* _Source records_

use crossterm::event::{KeyCode, KeyEvent, KeyEventKind, KeyModifiers};

use crate::actions::AppAction;
use crate::components::MenuKeyOutcome;
use crate::desktop::Desktop;
use crate::keybindings::Action;
use crate::window::{WindowContext, WindowId};

fn is_paste_shortcut(key: &KeyEvent) -> bool {
    key.modifiers.contains(KeyModifiers::CONTROL)
        && matches!(key.code, KeyCode::Char('v') | KeyCode::Char('V'))
}

impl Desktop {
    /// Keyboard precedence: dialog, exit hotkey, menu toggle, open window
    /// menu, global menu, focus cycling, then the active window.
    pub fn handle_key(&mut self, key: &KeyEvent) {
        if key.kind == KeyEventKind::Release {
            return;
        }
        if let Some(dialog) = self.dialog.as_mut() {
            if dialog.is_input() && is_paste_shortcut(key) {
                if let Some(text) = self.clipboard.paste() {
                    dialog.insert_text(&text);
                }
                return;
            }
            if let Some(index) = dialog.handle_key(key, &self.keybindings) {
                self.resolve_dialog(index);
            }
            return;
        }
        if self.keybindings.matches(Action::Exit, key) {
            self.execute_action(AppAction::Exit);
            return;
        }
        if self.keybindings.matches(Action::MenuToggle, key) {
            self.toggle_menus();
            return;
        }
        if self.window_menu_key(key) {
            return;
        }
        match self.menu.handle_key(key, &self.keybindings) {
            MenuKeyOutcome::Ignored => {}
            MenuKeyOutcome::Consumed | MenuKeyOutcome::Closed => return,
            MenuKeyOutcome::Selected(action) => {
                self.execute_action(action);
                return;
            }
        }
        // Escape with nothing open to close stops here.
        if self.keybindings.matches(Action::MenuClose, key) {
            return;
        }
        if self.keybindings.matches(Action::FocusNext, key) {
            let consumed = self
                .windows
                .active_mut()
                .is_some_and(|w| w.app_mut().handle_tab());
            if !consumed && let Some(id) = self.windows.cycle_focus() {
                tracing::debug!(window = %id, "focus cycled");
            }
            return;
        }
        let Some(id) = self.windows.active_id() else {
            return;
        };
        let Some(window) = self.windows.get_mut(id) else {
            return;
        };
        let mut ctx = WindowContext {
            clipboard: &mut self.clipboard,
            config: &self.config,
        };
        let result = window.app_mut().handle_key(key, &mut ctx);
        self.dispatch_opt(result, Some(id));
    }

    /// F10: close whichever menu is open, otherwise open the active window's
    /// menu, falling back to the global one.
    fn toggle_menus(&mut self) {
        if self.menu.is_active() {
            self.menu.close();
            return;
        }
        if let Some(menu) = self.windows.active_mut().and_then(|w| w.menu_mut()) {
            menu.toggle();
            return;
        }
        self.menu.toggle();
    }

    fn window_menu_key(&mut self, key: &KeyEvent) -> bool {
        let Some(id) = self.windows.active_id() else {
            return false;
        };
        let Some(menu) = self.windows.get_mut(id).and_then(|w| w.menu_mut()) else {
            return false;
        };
        match menu.handle_key(key, &self.keybindings) {
            MenuKeyOutcome::Ignored => false,
            MenuKeyOutcome::Consumed | MenuKeyOutcome::Closed => true,
            MenuKeyOutcome::Selected(command) => {
                self.run_window_command(id, &command);
                true
            }
        }
    }

    /// Bracketed paste: into an input dialog when one is up, otherwise typed
    /// into the active window one character at a time.
    pub fn handle_paste(&mut self, text: &str) {
        if let Some(dialog) = self.dialog.as_mut() {
            if dialog.is_input() {
                dialog.insert_text(text);
            }
            return;
        }
        let Some(id) = self.windows.active_id() else {
            return;
        };
        for ch in text.chars().filter(|c| *c != '\r') {
            let code = if ch == '\n' {
                KeyCode::Enter
            } else {
                KeyCode::Char(ch)
            };
            let key = KeyEvent::new(code, KeyModifiers::NONE);
            let Some(window) = self.windows.get_mut(id) else {
                return;
            };
            let mut ctx = WindowContext {
                clipboard: &mut self.clipboard,
                config: &self.config,
            };
            let result = window.app_mut().handle_key(&key, &mut ctx);
            self.dispatch_opt(result, Some(id));
            if self.dialog.is_some() {
                return;
            }
        }
    }

    /// Hand a window-menu command to the window's [`MenuHost`](crate::window::MenuHost)
    /// and dispatch whatever it asks for.
    pub(crate) fn run_window_command(&mut self, id: WindowId, command: &str) {
        tracing::debug!(window = %id, command, "window menu command");
        let Some(window) = self.windows.get_mut(id) else {
            return;
        };
        window.close_menu();
        let mut ctx = WindowContext {
            clipboard: &mut self.clipboard,
            config: &self.config,
        };
        let result = window
            .app_mut()
            .menu_host()
            .and_then(|host| host.on_menu_command(command, &mut ctx));
        self.dispatch_opt(result, Some(id));
    }
}

#[cfg(test)]
mod tests {
    use super::*;
    use crate::config::{DesktopConfig, TermSize};
    use crate::window::test_support::{Blank, Recorder};
    use ratatui::prelude::Rect;

    fn desktop() -> Desktop {
        let config = DesktopConfig {
            system_clipboard: false,
            ..DesktopConfig::default()
        };
        Desktop::new(config, TermSize::new(100, 30)).unwrap()
    }

    fn key(code: KeyCode) -> KeyEvent {
        KeyEvent::new(code, KeyModifiers::NONE)
    }

    #[test]
    fn escape_never_reaches_the_window() {
        let mut desk = desktop();
        let recorder = Recorder::default();
        desk.open_window("r", Rect::new(5, 3, 30, 10), Box::new(recorder.clone()));
        desk.handle_key(&key(KeyCode::Esc));
        desk.handle_key(&key(KeyCode::Char('x')));
        assert_eq!(recorder.events(), ["key Char('x')"]);
    }

    #[test]
    fn f10_opens_global_menu_without_windows() {
        let mut desk = desktop();
        desk.handle_key(&key(KeyCode::F(10)));
        assert!(desk.menu().is_active());
        desk.handle_key(&key(KeyCode::Esc));
        assert!(!desk.menu().is_active());
    }

    #[test]
    fn global_menu_enter_runs_selected_action() {
        let mut desk = desktop();
        desk.handle_key(&key(KeyCode::F(10)));
        desk.handle_key(&key(KeyCode::Left));
        desk.handle_key(&key(KeyCode::Enter));
        assert!(desk.dialog().is_some_and(|d| d.title().starts_with("About")));
        assert!(!desk.menu().is_active());
    }

    #[test]
    fn ctrl_q_asks_before_exiting() {
        let mut desk = desktop();
        desk.handle_key(&KeyEvent::new(KeyCode::Char('q'), KeyModifiers::CONTROL));
        assert!(desk.dialog().is_some_and(|d| d.is_exit_confirm()));
        assert!(desk.is_running());
    }

    #[test]
    fn tab_cycles_window_focus() {
        let mut desk = desktop();
        let first = desk.open_window("one", Rect::new(2, 2, 20, 8), Box::new(Blank));
        let second = desk.open_window("two", Rect::new(30, 2, 20, 8), Box::new(Blank));
        assert_eq!(desk.windows().active_id(), Some(second));
        desk.handle_key(&key(KeyCode::Tab));
        assert_eq!(desk.windows().active_id(), Some(first));
    }

    #[test]
    fn paste_goes_into_input_dialog() {
        let mut desk = desktop();
        desk.open_dialog(crate::components::Dialog::input("Open File", "Path:", "", 40));
        desk.handle_paste("/tmp/x");
        assert_eq!(desk.dialog().and_then(|d| d.value()), Some("/tmp/x"));
    }
}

* _Work instruction_
Emit the full listing verbatim.

* _Your response_
use crossterm::event::{KeyCode, KeyEvent, KeyEventKind, KeyModifiers};

use crate::actions::AppAction;
use crate::components::MenuKeyOutcome;
use crate::desktop::Desktop;
use crate::keybindings::Action;
use crate::window::{WindowContext, WindowId};

fn is_paste_shortcut(key: &KeyEvent) -> bool {
    key.modifiers.contains(KeyModifiers::CONTROL)
        && matches!(key.code, KeyCode::Char('v') | KeyCode::Char('V'))
}

impl Desktop {
    /// Keyboard precedence: dialog, exit hotkey, menu toggle, open window
    /// menu, global menu, focus cycling, then the active window.
    pub fn handle_key(&mut self, key: &KeyEvent) {
        if key.kind == KeyEventKind::Release {
            return;
        }
        if let Some(dialog) = self.dialog.as_mut() {
            if dialog.is_input() && is_paste_shortcut(key) {
                if let Some(text) = self.clipboard.paste() {
                    dialog.insert_text(&text);
                }
                return;
            }
            if let Some(index) = dialog.handle_key(key, &self.keybindings) {
                self.resolve_dialog(index);
            }
            return;
        }
        if self.keybindings.matches(Action::Exit, key) {
            self.execute_action(AppAction::Exit);
            return;
        }
        if self.keybindings.matches(Action::MenuToggle, key) {
            self.toggle_menus();
            return;
        }
        if self.window_menu_key(key) {
            return;
        }
        match self.menu.handle_key(key, &self.keybindings) {
            MenuKeyOutcome::Ignored => {}
            MenuKeyOutcome::Consumed | MenuKeyOutcome::Closed => return,
            MenuKeyOutcome::Selected(action) => {
                self.execute_action(action);
                return;
            }
        }
        // Escape with nothing open to close stops here.
        if self.keybindings.matches(Action::MenuClose, key) {
            return;
        }
        if self.keybindings.matches(Action::FocusNext, key) {
            let consumed = self
                .windows
                .active_mut()
                .is_some_and(|w| w.app_mut().handle_tab());
            if !consumed && let Some(id) = self.windows.cycle_focus() {
                tracing::debug!(window = %id, "focus cycled");
            }
            return;
        }
        let Some(id) = self.windows.active_id() else {
            return;
        };
        let Some(window) = self.windows.get_mut(id) else {
            return;
        };
        let mut ctx = WindowContext {
            clipboard: &mut self.clipboard,
            config: &self.config,
        };
        let result = window.app_mut().handle_key(key, &mut ctx);
        self.dispatch_opt(result, Some(id));
    }

    /// F10: close whichever menu is open, otherwise open the active window's
    /// menu, falling back to the global one.
    fn toggle_menus(&mut self) {
        if self.menu.is_active() {
            self.menu.close();
            return;
        }
        if let Some(menu) = self.windows.active_mut().and_then(|w| w.menu_mut()) {
            menu.toggle();
            return;
        }
        self.menu.toggle();
    }

    fn window_menu_key(&mut self, key: &KeyEvent) -> bool {
        let Some(id) = self.windows.active_id() else {
            return false;
        };
        let Some(menu) = self.windows.get_mut(id).and_then(|w| w.menu_mut()) else {
            return false;
        };
        match menu.handle_key(key, &self.keybindings) {
            MenuKeyOutcome::Ignored => false,
            MenuKeyOutcome::Consumed | MenuKeyOutcome::Closed => true,
            MenuKeyOutcome::Selected(command) => {
                self.run_window_command(id, &command);
                true
            }
        }
    }

    /// Bracketed paste: into an input dialog when one is up, otherwise typed
    /// into the active window one character at a time.
    pub fn handle_paste(&mut self, text: &str) {
        if let Some(dialog) = self.dialog.as_mut() {
            if dialog.is_input() {
                dialog.insert_text(text);
            }
            return;
        }
        let Some(id) = self.windows.active_id() else {
            return;
        };
        for ch in text.chars().filter(|c| *c != '\r') {
            let code = if ch == '\n' {
                KeyCode::Enter
            } else {
                KeyCode::Char(ch)
            };
            let key = KeyEvent::new(code, KeyModifiers::NONE);
            let Some(window) = self.windows.get_mut(id) else {
                return;
            };
            let mut ctx = WindowContext {
                clipboard: &mut self.clipboard,
                config: &self.config,
            };
            let result = window.app_mut().handle_key(&key, &mut ctx);
            self.dispatch_opt(result, Some(id));
            if self.dialog.is_some() {
                return;
            }
        }
    }

    /// Hand a window-menu command to the window's [`MenuHost`](crate::window::MenuHost)
    /// and dispatch whatever it asks for.
    pub(crate) fn run_window_command(&mut self, id: WindowId, command: &str) {
        tracing::debug!(window = %id, command, "window menu command");
        let Some(window) = self.windows.get_mut(id) else {
            return;
        };
        window.close_menu();
        let mut ctx = WindowContext {
            clipboard: &mut self.clipboard,
            config: &self.config,
        };
        let result = window
            .app_mut()
            .menu_host()
            .and_then(|host| host.on_menu_command(command, &mut ctx));
        self.dispatch_opt(result, Some(id));
    }
}

#[cfg(test)]
mod tests {
    use super::*;
    use crate::config::{DesktopConfig, TermSize};
    use crate::window::test_support::{Blank, Recorder};
    use ratatui::prelude::Rect;

    fn desktop() -> Desktop {
        let config = DesktopConfig {
            system_clipboard: false,
            ..DesktopConfig::default()
        };
        Desktop::new(config, TermSize::new(100, 30)).unwrap()
    }

    fn key(code: KeyCode) -> KeyEvent {
        KeyEvent::new(code, KeyModifiers::NONE)
    }

    #[test]
    fn escape_never_reaches_the_window() {
        let mut desk = desktop();
        let recorder = Recorder::default();
        desk.open_window("r", Rect::new(5, 3, 30, 10), Box::new(recorder.clone()));
        desk.handle_key(&key(KeyCode::Esc));
        desk.handle_key(&key(KeyCode::Char('x')));
        assert_eq!(recorder.events(), ["key Char('x')"]);
    }

    #[test]
    fn f10_opens_global_menu_without_windows() {
        let mut desk = desktop();
        desk.handle_key(&key(KeyCode::F(10)));
        assert!(desk.menu().is_active());
        desk.handle_key(&key(KeyCode::Esc));
        assert!(!desk.menu().is_active());
    }

    #[test]
    fn global_menu_enter_runs_selected_action() {
        let mut desk = desktop();
        desk.handle_key(&key(KeyCode::F(10)));
        desk.handle_key(&key(KeyCode::Left));
        desk.handle_key(&key(KeyCode::Enter));
        assert!(desk.dialog().is_some_and(|d| d.title().starts_with("About")));
        assert!(!desk.menu().is_active());
    }

    #[test]
    fn ctrl_q_asks_before_exiting() {
        let mut desk = desktop();
        desk.handle_key(&KeyEvent::new(KeyCode::Char('q'), KeyModifiers::CONTROL));
        assert!(desk.dialog().is_some_and(|d| d.is_exit_confirm()));
        assert!(desk.is_running());
    }

    #[test]
    fn tab_cycles_window_focus() {
        let mut desk = desktop();
        let first = desk.open_window("one", Rect::new(2, 2, 20, 8), Box::new(Blank));
        let second = desk.open_window("two", Rect::new(30, 2, 20, 8), Box::new(Blank));
        assert_eq!(desk.windows().active_id(), Some(second));
        desk.handle_key(&key(KeyCode::Tab));
        assert_eq!(desk.windows().active_id(), Some(first));
    }

    #[test]
    fn paste_goes_into_input_dialog() {
        let mut desk = desktop();
        desk.open_dialog(crate::components::Dialog::input("Open File", "Path:", "", 40));
        desk.handle_paste("/tmp/x");
        assert_eq!(desk.dialog().and_then(|d| d.value()), Some("/tmp/x"));
    }
}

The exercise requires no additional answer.